> [What to do] Could you write out the records below exactly as they appear?
Segment Start: Information provided
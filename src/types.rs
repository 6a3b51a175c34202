// Copyright 2025 Fernando Borretti
//
// Licensed under the Apache License, Version 2.0 (the "License");
// you may not use this file except in compliance with the License.
// You may obtain a copy of the License at
//
//     http://www.apache.org/licenses/LICENSE-2.0
//
// Unless required by applicable law or agreed to in writing, software
// distributed under the License is distributed on an "AS IS" BASIS,
// WITHOUT WARRANTIES OR CONDITIONS OF ANY KIND, either express or implied.
// See the License for the specific language governing permissions and
// limitations under the License.

pub mod card;
pub mod item_type;
pub mod learning_state;
pub mod mistake;
pub mod range;
pub mod timestamp;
Segment End: Information provided
> [Solution to this exercise]
filename src/types.rs
repository 6a3b51a175c34202
// Copyright 2025 Fernando Borretti
//
// Licensed under the Apache License, Version 2.0 (the "License");
// you may not use this file except in compliance with the License.
// You may obtain a copy of the License at
//
//     http://www.apache.org/licenses/LICENSE-2.0
//
// Unless required by applicable law or agreed to in writing, software
// distributed under the License is distributed on an "AS IS" BASIS,
// WITHOUT WARRANTIES OR CONDITIONS OF ANY KIND, either express or implied.
// See the License for the specific language governing permissions and
// limitations under the License.

pub mod card;
pub mod item_type;
pub mod learning_state;
pub mod mistake;
pub mod range;
pub mod timestamp;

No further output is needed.